Hrishikesh Kanitkar

Personal information
- Full name: Hrishikesh Hemant Kanitkar
- Born: 14 November 1974 (age 51) Pune, Maharashtra, India
- Batting: Left-handed
- Bowling: Right-arm offbreak
- Role: All-rounder
- Relations: Hemant Kanitkar (father)

International information
- National side: India (1997 - 2000);
- Test debut (cap 224): 26 December 1999 v Australia
- Last Test: 2 January 2000 v Australia
- ODI debut (cap 109): 7 December 1997 v Sri Lanka
- Last ODI: 30 January 2000 v Australia
- ODI shirt no.: 14

Career statistics
| Competition | Test | ODI | FC | LA |
| Matches | 2 | 34 | 146 | 128 |
| Runs scored | 74 | 339 | 10,400 | 3,526 |
| Batting average | 18.50 | 17.84 | 52.26 | 35.26 |
| 100s/50s | 0/0 | 0/1 | 33/46 | 6/21 |
| Top score | 45 | 57 | 290 | 133 |
| Balls bowled | 6 | 1,006 | 7,753 | 3,476 |
| Wickets | 0 | 17 | 74 | 70 |
| Bowling average | – | 47.23 | 47.91 | 39.64 |
| 5 wickets in innings | – | 0 | 0 | 0 |
| 10 wickets in match | – | 0 | 0 | 0 |
| Best bowling | – | 2/22 | 3/21 | 4/35 |
| Catches/stumpings | 0/– | 14/– | 85/– | 49/– |
- Source: ESPNcricinfo, 20 February 2016

= Hrishikesh Kanitkar =

Indian cricketer (born 1974)

Hrishikesh Hemant Kanitkar (born 14 November 1974) is a former Indian cricketer, who briefly played Tests and ODIs.

He is a left-handed batsman and a right-arm offbreak bowler. When he retired in 2015, he was one of only three batsmen to have scored over 8000 runs in the Ranji Trophy and also the only captain in Ranji Trophy history to lift both the Elite and Plate league titles.

== Domestic career ==

He made his first-class debut against the Sanjay Manjrekar led Mumbai cricket team at Indira Gandhi Stadium, Solapur, which was drawn in the 1994–95 Ranji Trophy.

He scored prolifically for the Maharashtra cricket team in the Ranji Trophy and brought himself into contention for national selection. Although off the international scene for quite some time, Kanitkar joined the Brentwood Cricket Club in Essex for the 2006 season. During this season he enjoyed the English conditions, scoring over 1000 runs in the season with an average of 76. His highest score of 290* was against Bihar in the 2002-03 Ranji season in Tata Digwadih Stadium, where Indian would-be captain MS Dhoni was the wicket-keeper.

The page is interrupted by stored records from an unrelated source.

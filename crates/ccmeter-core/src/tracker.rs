//! Per-file modification-time watermarks
//!
//! A file is re-read only when its mtime moved past the recorded watermark.
//! The watermark is recorded before the file is parsed, so a file that fails
//! to parse is not retried until it changes again (or the cache is cleared).

use std::collections::{HashMap, HashSet};
use std::path::{Path, PathBuf};
use std::time::SystemTime;
use tracing::trace;

#[derive(Debug, Default, Clone)]
pub struct FileTracker {
    last_modified: HashMap<PathBuf, SystemTime>,
}

impl FileTracker {
    pub fn new() -> Self {
        Self::default()
    }

    /// Candidates whose mtime is newer than their watermark, or never seen
    ///
    /// Files whose metadata cannot be read are skipped for this poll.
    pub async fn changed_files(&self, candidates: &[PathBuf]) -> Vec<(PathBuf, SystemTime)> {
        let mut changed = Vec::new();

        for path in candidates {
            let mtime = match tokio::fs::metadata(path).await.and_then(|m| m.modified()) {
                Ok(mtime) => mtime,
                Err(e) => {
                    trace!(
                        path = %path.display(),
                        error = %e,
                        "Skipping file without readable metadata"
                    );
                    continue;
                }
            };

            if self.is_changed(path, mtime) {
                changed.push((path.clone(), mtime));
            }
        }

        changed
    }

    pub fn is_changed(&self, path: &Path, mtime: SystemTime) -> bool {
        match self.last_modified.get(path) {
            Some(seen) => mtime > *seen,
            None => true,
        }
    }

    pub fn mark(&mut self, path: impl Into<PathBuf>, mtime: SystemTime) {
        self.last_modified.insert(path.into(), mtime);
    }

    pub fn watermark(&self, path: &Path) -> Option<SystemTime> {
        self.last_modified.get(path).copied()
    }

    /// Drop watermarks for files that are no longer among `candidates`
    pub fn forget_missing(&mut self, candidates: &[PathBuf]) -> usize {
        let present: HashSet<&PathBuf> = candidates.iter().collect();
        let before = self.last_modified.len();
        self.last_modified.retain(|path, _| present.contains(path));
        before - self.last_modified.len()
    }

    pub fn clear(&mut self) {
        self.last_modified.clear();
    }

    pub fn len(&self) -> usize {
        self.last_modified.len()
    }

    pub fn is_empty(&self) -> bool {
        self.last_modified.is_empty()
    }
}

#[cfg(test)]
mod tests {
    use super::*;
    use std::fs;
    use std::time::Duration;
    use tempfile::TempDir;

    #[tokio::test]
    async fn test_unseen_files_are_changed() {
        let dir = TempDir::new().unwrap();
        let file = dir.path().join("a.jsonl");
        fs::write(&file, "{}\n").unwrap();

        let tracker = FileTracker::new();
        let changed = tracker.changed_files(std::slice::from_ref(&file)).await;

        assert_eq!(changed.len(), 1);
        assert_eq!(changed[0].0, file);
    }

    #[tokio::test]
    async fn test_second_poll_without_writes_is_empty() {
        let dir = TempDir::new().unwrap();
        let file = dir.path().join("a.jsonl");
        fs::write(&file, "{}\n").unwrap();
        let candidates = vec![file];

        let mut tracker = FileTracker::new();
        for (path, mtime) in tracker.changed_files(&candidates).await {
            tracker.mark(path, mtime);
        }

        assert!(tracker.changed_files(&candidates).await.is_empty());
    }

    #[tokio::test]
    async fn test_unreadable_metadata_is_skipped() {
        let tracker = FileTracker::new();
        let changed = tracker
            .changed_files(&[PathBuf::from("/nonexistent/ccmeter/a.jsonl")])
            .await;
        assert!(changed.is_empty());
    }

    #[test]
    fn test_newer_mtime_is_changed() {
        let mut tracker = FileTracker::new();
        let path = PathBuf::from("/logs/a.jsonl");
        let t0 = SystemTime::UNIX_EPOCH + Duration::from_secs(1_000);
        tracker.mark(&path, t0);

        assert!(!tracker.is_changed(&path, t0));
        assert!(!tracker.is_changed(&path, t0 - Duration::from_secs(1)));
        assert!(tracker.is_changed(&path, t0 + Duration::from_secs(1)));
    }

    #[test]
    fn test_forget_missing_and_clear() {
        let mut tracker = FileTracker::new();
        let t0 = SystemTime::UNIX_EPOCH;
        tracker.mark("/logs/a.jsonl", t0);
        tracker.mark("/logs/b.jsonl", t0);

        let dropped = tracker.forget_missing(&[PathBuf::from("/logs/a.jsonl")]);
        assert_eq!(dropped, 1);
        assert_eq!(tracker.len(), 1);
        assert!(tracker.watermark(Path::new("/logs/a.jsonl")).is_some());

        tracker.clear();
        assert!(tracker.is_empty());
    }
}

Kanitkar played for the Rajasthan Ranji team as a senior player. In the 2010-11 Ranji Trophy season, he captained the Rajasthan team and led them to their maiden Ranji Trophy triumph after defeating Baroda in the finals.

In December 2012, he became the 27th cricketer to play 100 Ranji Trophy matches.

In July 2015 Kanitkar announced his retirement from cricket.

== International career ==

He is best remembered for hitting a four when India required 3 runs to win from 2 balls in the Silver Jubilee Independence Cup final at Dhaka, against Pakistan. He played only a few ODIs and scored only one half-century in the format (which came in his third ODI innings against the Australia in Kochi).

He only had a brief international test career in which he played in two tests in 1999/00 both against Australian cricket team at Melbourne and Sydney. He scored 11 and 45 in a Boxing Day Test at Melbourne Cricket Ground as the India lost by 180 runs. In his second Test, Kanitkar scored 10 and 8 as India was defeated by an innings and 141 runs and Kanitkar was never selected in the Test team again.

== Coaching career ==

In 2011, Kanitkar was appointed as an assistant coach of Kochi Tuskers Kerala but walked out of the contract even before the IPL season began. This was due to disputes with the owners.

Kanitkar was named as head coach of the Goa cricket team for 2015–16 Ranji Trophy season with a one-year contract.

Kanitkar then became the head coach of the Tamil Nadu cricket team from 2016 - 2019. He excelled as a coach for Tamil Nadu and was credited with turning around the fortunes of the team. Along with Lakshmipati Balaji, as the full-time bowling coach, Kanitkar was credited with making a major change in the team.

In the run-up to ICC Women's T20 World Cup 2023, Hrishikesh Kanitkar was named the Stand-In Chief Coach of the India women's national cricket team. He is the current head coach of India national under-19 cricket team.

== Personal life ==

He is the son of former Indian wicket-keeper Hemant Kanitkar who also played in two Tests.